First Allegations Were in Published Reports
The downfall of the former Oscar-winning producer behind films including Shakespeare in Love and The King’s Speech was swift after the two media investigations were published in October 2017.
First, reporters Jodi Kantor and Megan Twohey published their feature in The New York Times in which eight women, including the actress Ashley Judd, accused Weinstein of sexual harassment and assault.
In the wake of the reports, Weinstein’s studio — which he founded with his brother and business partner, Bob — filed for bankruptcy in March 2018. He and his wife, Georgina Chapman, also divorced.
Bob Weinstein confronted his brother about his alleged “misbehavior” in 2015 before the allegations went public, according to a letter published in a book about the scandal by reporters Kantor and Twohey.

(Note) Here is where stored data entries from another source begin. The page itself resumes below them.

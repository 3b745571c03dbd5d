// Copyright (c) 2024-2025 Jesse Morgan / Morgan Forge
// SPDX-License-Identifier: AGPL-3.0-or-later

//! Interactive downloads list.
//!
//! Entering list mode builds one row per tracked download below a header row
//! and starts a refresh timer. Each tick re-renders the row values in place.
//! When the registry's membership or order no longer matches the rows (for
//! example after `:ddelete` from another window) the rows are rebuilt instead.

use std::time::Duration;

use crate::download::{
    eta_seconds, eta_string, size_string, speed_string, DownloadHandle, DownloadRegistry,
};
use crate::error::DownloadError;
use crate::timer::IntervalTimer;
use crate::window::{ListView, WindowContext, WindowId, WindowSet};

/// Transient help shown when list mode opens.
pub const LIST_HELP: &str = "d delete  c cancel  o open  r restart  j/k move  q exit";

/// Message shown when there is nothing to list.
pub const NO_DOWNLOADS: &str = "No downloads";

/// One line of the list: label, status text and the download it stands for.
#[derive(Debug, Clone, PartialEq)]
pub struct ListRow {
    pub label: String,
    pub status: String,
    /// `None` for the header row
    pub download: Option<DownloadHandle>,
}

impl ListRow {
    pub fn header() -> Self {
        Self {
            label: "Download".to_string(),
            status: "Status".to_string(),
            download: None,
        }
    }

    /// Row for the download at 1-based `position`.
    pub fn for_download(position: usize, download: &DownloadHandle, registry: &DownloadRegistry) -> Self {
        Self {
            label: format!("{} {}", position, download.display_name()),
            status: status_text(download, registry),
            download: Some(download.clone()),
        }
    }

    pub fn is_header(&self) -> bool {
        self.download.is_none()
    }
}

/// Live progress for running downloads, the bare status otherwise.
pub fn status_text(download: &DownloadHandle, registry: &DownloadRegistry) -> String {
    let status = download.status();
    if !status.is_running() {
        return status.to_string();
    }

    let current = download.current_size();
    let total = download.total_size();
    let speed = registry.get_speed(download.id());
    let total_text = total.map(size_string).unwrap_or_else(|| "?".to_string());

    let mut text = format!(
        "{:.0}% {}/{} {}",
        download.progress() * 100.0,
        size_string(current),
        total_text,
        speed_string(speed)
    );
    if let Some(eta) = eta_seconds(current, total, speed) {
        text.push_str(&format!(" {} left", eta_string(eta)));
    }
    text
}

/// Keys understood in list mode.
#[derive(Debug, Clone, Copy, PartialEq, Eq)]
pub enum ListKey {
    Delete,
    Cancel,
    Open,
    Restart,
    Exit,
    Next,
    Prev,
}

impl ListKey {
    pub fn from_char(c: char) -> Option<Self> {
        match c {
            'd' => Some(ListKey::Delete),
            'c' => Some(ListKey::Cancel),
            'o' => Some(ListKey::Open),
            'r' => Some(ListKey::Restart),
            'q' => Some(ListKey::Exit),
            'j' => Some(ListKey::Next),
            'k' => Some(ListKey::Prev),
            _ => None,
        }
    }
}

/// The list shown in one window.
#[derive(Debug)]
pub struct ListModel {
    window: WindowId,
    rows: Vec<ListRow>,
    timer: IntervalTimer,
}

impl ListModel {
    /// Open list mode in `window`. Returns `None`, after telling the user,
    /// when there is nothing to show.
    pub fn enter(
        id: WindowId,
        registry: &DownloadRegistry,
        window: &mut dyn WindowContext,
    ) -> Option<Self> {
        if registry.is_empty() {
            window.notify(NO_DOWNLOADS);
            return None;
        }

        let mut model = Self {
            window: id,
            rows: Vec::new(),
            timer: IntervalTimer::poller("list-refresh"),
        };
        model.rebuild(registry, window.list_view());
        if model.rows.len() > 1 {
            window.list_view().select(1);
        }
        model.timer.start();
        window.notify(LIST_HELP);
        tracing::debug!(window = id.0, rows = model.rows.len(), "list mode entered");
        Some(model)
    }

    /// Stop refreshing and hide the widget.
    pub fn leave(&mut self, window: &mut dyn WindowContext) {
        self.timer.stop();
        window.list_view().hide();
        tracing::debug!(window = self.window.0, "list mode left");
    }

    pub fn window(&self) -> WindowId {
        self.window
    }

    pub fn rows(&self) -> &[ListRow] {
        &self.rows
    }

    pub fn is_refreshing(&self) -> bool {
        self.timer.is_running()
    }

    /// Build the rows from scratch and hand them to the widget.
    pub fn rebuild(&mut self, registry: &DownloadRegistry, view: &mut dyn ListView) {
        let mut rows = Vec::with_capacity(registry.len() + 1);
        rows.push(ListRow::header());
        rows.extend(
            registry
                .entries()
                .iter()
                .enumerate()
                .map(|(i, d)| ListRow::for_download(i + 1, d, registry)),
        );
        self.rows = rows;
        view.build(&self.rows);
    }

    /// Bring the rows up to date with the registry.
    ///
    /// Values are re-rendered in place while the rows still match the
    /// registry entry for entry; otherwise the rows are rebuilt.
    pub fn refresh(&mut self, registry: &DownloadRegistry, view: &mut dyn ListView) -> Result<(), DownloadError> {
        if !self.matches(registry) {
            self.rebuild(registry, view);
            return Ok(());
        }
        for (i, row) in self.rows.iter_mut().enumerate().skip(1) {
            if let Some(download) = row.download.clone() {
                *row = ListRow::for_download(i, &download, registry);
            }
        }
        view.update(&self.rows)
    }

    /// Run the refresh timer for `dt`. A failing refresh is logged and the
    /// timer keeps going.
    pub fn tick(&mut self, dt: Duration, registry: &DownloadRegistry, windows: &mut WindowSet) {
        if !self.timer.advance(dt) {
            return;
        }
        let Some(window) = windows.get_mut(self.window) else {
            self.timer.stop();
            return;
        };
        if let Err(e) = self.refresh(registry, window.list_view()) {
            tracing::warn!(window = self.window.0, "list refresh failed: {}", e);
        }
    }

    /// Row index and download under the widget's selection.
    pub fn selected(&self, view: &dyn ListView) -> Option<(usize, DownloadHandle)> {
        let row = view.selected()?;
        let download = self.rows.get(row)?.download.clone()?;
        Some((row, download))
    }

    /// Drop one row, keeping the header, and show the renumbered labels.
    pub fn remove_row(&mut self, row: usize, view: &mut dyn ListView) {
        if row == 0 || row >= self.rows.len() {
            return;
        }
        self.rows.remove(row);
        view.remove(row);
        if row == self.rows.len() {
            return;
        }
        // Renumber the positional labels of the rows that moved up
        for (i, r) in self.rows.iter_mut().enumerate().skip(row) {
            if let Some(download) = &r.download {
                r.label = format!("{} {}", i, download.display_name());
            }
        }
        if let Err(e) = view.update(&self.rows) {
            tracing::warn!(window = self.window.0, "relabel after removal failed: {}", e);
        }
    }

    /// Move the selection by `delta` rows, never onto the header.
    pub fn move_selection(&self, delta: isize, view: &mut dyn ListView) {
        if self.rows.len() <= 1 {
            return;
        }
        let current = view.selected().unwrap_or(1) as isize;
        let last = (self.rows.len() - 1) as isize;
        let next = (current + delta).clamp(1, last);
        view.select(next as usize);
    }

    /// True if the rows are exactly the registry entries in order.
    fn matches(&self, registry: &DownloadRegistry) -> bool {
        let listed = self.rows.iter().filter_map(|r| r.download.as_ref());
        listed.clone().count() == registry.len()
            && listed.zip(registry.entries()).all(|(a, b)| a == b)
    }
}

#[cfg(test)]
mod tests {
    use super::*;
    use crate::download::engine::{DirectoryLocation, DefaultPathDialog};
    use crate::download::sim::SimulatedEngine;
    use crate::download::Target;
    use crate::window::testing::RecordingWindow;
    use std::path::PathBuf;

    fn registry() -> (DownloadRegistry, SimulatedEngine) {
        let engine = SimulatedEngine::new(Some(2048), 1024);
        let registry = DownloadRegistry::new(
            Box::new(engine.clone()),
            Box::new(DirectoryLocation { dir: PathBuf::from("/dl"), enabled: true }),
            Box::new(DefaultPathDialog),
            PathBuf::from("/dl"),
        );
        (registry, engine)
    }

    #[test]
    fn test_enter_empty_registry_does_not_activate() {
        let (registry, _) = registry();
        let (mut window, log) = RecordingWindow::new();
        assert!(ListModel::enter(WindowId(1), &registry, &mut window).is_none());
        assert_eq!(log.borrow().notices, vec![NO_DOWNLOADS.to_string()]);
        assert!(log.borrow().built.is_empty());
    }

    #[test]
    fn test_enter_builds_header_and_rows() {
        let (mut registry, engine) = registry();
        let (mut window, log) = RecordingWindow::new();
        let a = registry.add("http://x/a.zip", &mut window).unwrap().unwrap();
        registry.add("http://x/b.txt", &mut window).unwrap();
        engine.get(a.id()).unwrap().finish();

        let model = ListModel::enter(WindowId(1), &registry, &mut window).unwrap();
        assert!(model.is_refreshing());

        let rows = model.rows();
        assert_eq!(rows.len(), 3);
        assert!(rows[0].is_header());
        assert_eq!(rows[1].label, "1 a.zip");
        assert_eq!(rows[1].status, "finished");
        assert_eq!(rows[2].label, "2 b.txt");
        assert!(rows[2].status.starts_with("0% 0B/2.0KB"));
        assert_eq!(log.borrow().built.len(), 1);
        assert_eq!(log.borrow().notices.last().map(String::as_str), Some(LIST_HELP));
        assert_eq!(*window.selected.borrow(), Some(1));
    }

    #[test]
    fn test_tick_updates_values_without_rebuild() {
        let (mut registry, engine) = registry();
        let mut windows = WindowSet::new();
        let (mut window, log) = RecordingWindow::new();
        let a = registry.add("http://x/a.zip", &mut window).unwrap().unwrap();
        let mut model = ListModel::enter(WindowId(1), &registry, &mut window).unwrap();
        let id = windows.open(Box::new(window));
        assert_eq!(id, WindowId(1));

        engine.get(a.id()).unwrap().finish();
        model.tick(Duration::from_secs(1), &registry, &mut windows);

        let log = log.borrow();
        assert_eq!(log.built.len(), 1);
        assert_eq!(log.updates.len(), 1);
        assert_eq!(log.updates[0][1].status, "finished");
    }

    #[test]
    fn test_membership_change_rebuilds() {
        let (mut registry, _) = registry();
        let mut windows = WindowSet::new();
        let (mut window, log) = RecordingWindow::new();
        registry.add("http://x/a", &mut window).unwrap();
        registry.add("http://x/b", &mut window).unwrap();
        let mut model = ListModel::enter(WindowId(1), &registry, &mut window).unwrap();
        windows.open(Box::new(window));

        registry.delete(&Target::ByIndex(1)).unwrap();
        model.tick(Duration::from_secs(1), &registry, &mut windows);

        assert_eq!(log.borrow().built.len(), 2);
        assert!(log.borrow().updates.is_empty());
        assert_eq!(model.rows().len(), 2);
        assert_eq!(model.rows()[1].label, "1 b");
    }

    #[test]
    fn test_failing_refresh_keeps_timer() {
        let (mut registry, _) = registry();
        let mut windows = WindowSet::new();
        let (mut window, _log) = RecordingWindow::new();
        window.fail_updates = true;
        registry.add("http://x/a", &mut window).unwrap();
        let mut model = ListModel::enter(WindowId(1), &registry, &mut window).unwrap();
        windows.open(Box::new(window));

        model.tick(Duration::from_secs(2), &registry, &mut windows);
        assert!(model.is_refreshing());
    }

    #[test]
    fn test_remove_row_renumbers() {
        let (mut registry, _) = registry();
        let (mut window, log) = RecordingWindow::new();
        for uri in ["http://x/a", "http://x/b", "http://x/c"] {
            registry.add(uri, &mut window).unwrap();
        }
        let mut model = ListModel::enter(WindowId(1), &registry, &mut window).unwrap();

        model.remove_row(1, &mut window);
        assert_eq!(log.borrow().removed_rows, vec![1]);
        let labels: Vec<_> = model.rows().iter().map(|r| r.label.as_str()).collect();
        assert_eq!(labels, vec!["Download", "1 b", "2 c"]);

        // The widget sees the new numbers right away
        let shown: Vec<_> = log.borrow().updates[0]
            .iter()
            .map(|r| r.label.clone())
            .collect();
        assert_eq!(shown, vec!["Download", "1 b", "2 c"]);

        // Nothing moves up when the last row goes
        model.remove_row(2, &mut window);
        assert_eq!(log.borrow().updates.len(), 1);

        // Header cannot be removed
        model.remove_row(0, &mut window);
        assert_eq!(model.rows().len(), 2);
    }

    #[test]
    fn test_selection_skips_header() {
        let (mut registry, _) = registry();
        let (mut window, _) = RecordingWindow::new();
        registry.add("http://x/a", &mut window).unwrap();
        registry.add("http://x/b", &mut window).unwrap();
        let model = ListModel::enter(WindowId(1), &registry, &mut window).unwrap();

        model.move_selection(-1, &mut window);
        assert_eq!(*window.selected.borrow(), Some(1));
        model.move_selection(5, &mut window);
        assert_eq!(*window.selected.borrow(), Some(2));

        let (row, download) = model.selected(&window).unwrap();
        assert_eq!(row, 2);
        assert_eq!(download.uri(), "http://x/b");
    }

    #[test]
    fn test_leave_stops_refresh_and_hides() {
        let (mut registry, _) = registry();
        let (mut window, log) = RecordingWindow::new();
        registry.add("http://x/a", &mut window).unwrap();
        let mut model = ListModel::enter(WindowId(1), &registry, &mut window).unwrap();

        model.leave(&mut window);
        assert!(!model.is_refreshing());
        assert_eq!(log.borrow().hidden, 1);
    }

    #[test]
    fn test_list_keys() {
        assert_eq!(ListKey::from_char('d'), Some(ListKey::Delete));
        assert_eq!(ListKey::from_char('q'), Some(ListKey::Exit));
        assert_eq!(ListKey::from_char('x'), None);
    }
}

“You have brought shame to the family and your company through your misbehavior,” Bob Weinstein wrote in the letter, which is contained in full in the book She Said: Breaking the Sexual Harassment Story That Helped Ignite a Movement. “Your reaction was once more to blame the victims, or to minimize the misbehavior in various ways. If you think nothing is wrong with your misbehavior in this area then announce it to your wife and family.”
Bob Weinstein told the book’s authors that he mistakenly believed his brother’s problems were related to sex addiction and eventually stopped trying to address them.
“I got worn out,” he told Kantor and Twohey. “I said, ‘I surrender,’ see?”
“Bob long believed that Harvey was a sex addict engaged in persistent philandering, and, therefore, Bob repeatedly implored his brother to seek treatment from a doctor who specialized in sex addiction, including in the 2015 letter, as well as after he wrote that letter, which also addressed Harvey’s behavior toward Bob and his verbal abuse of others,” Bob’s attorney said in a statement provided to The Wrap. “Although Harvey promised Bob he would heed his advice and get the help Bob believed he needed, he apparently never did.”
If convicted of the charges in California, Weinstein could face up to 28 years there in state prison.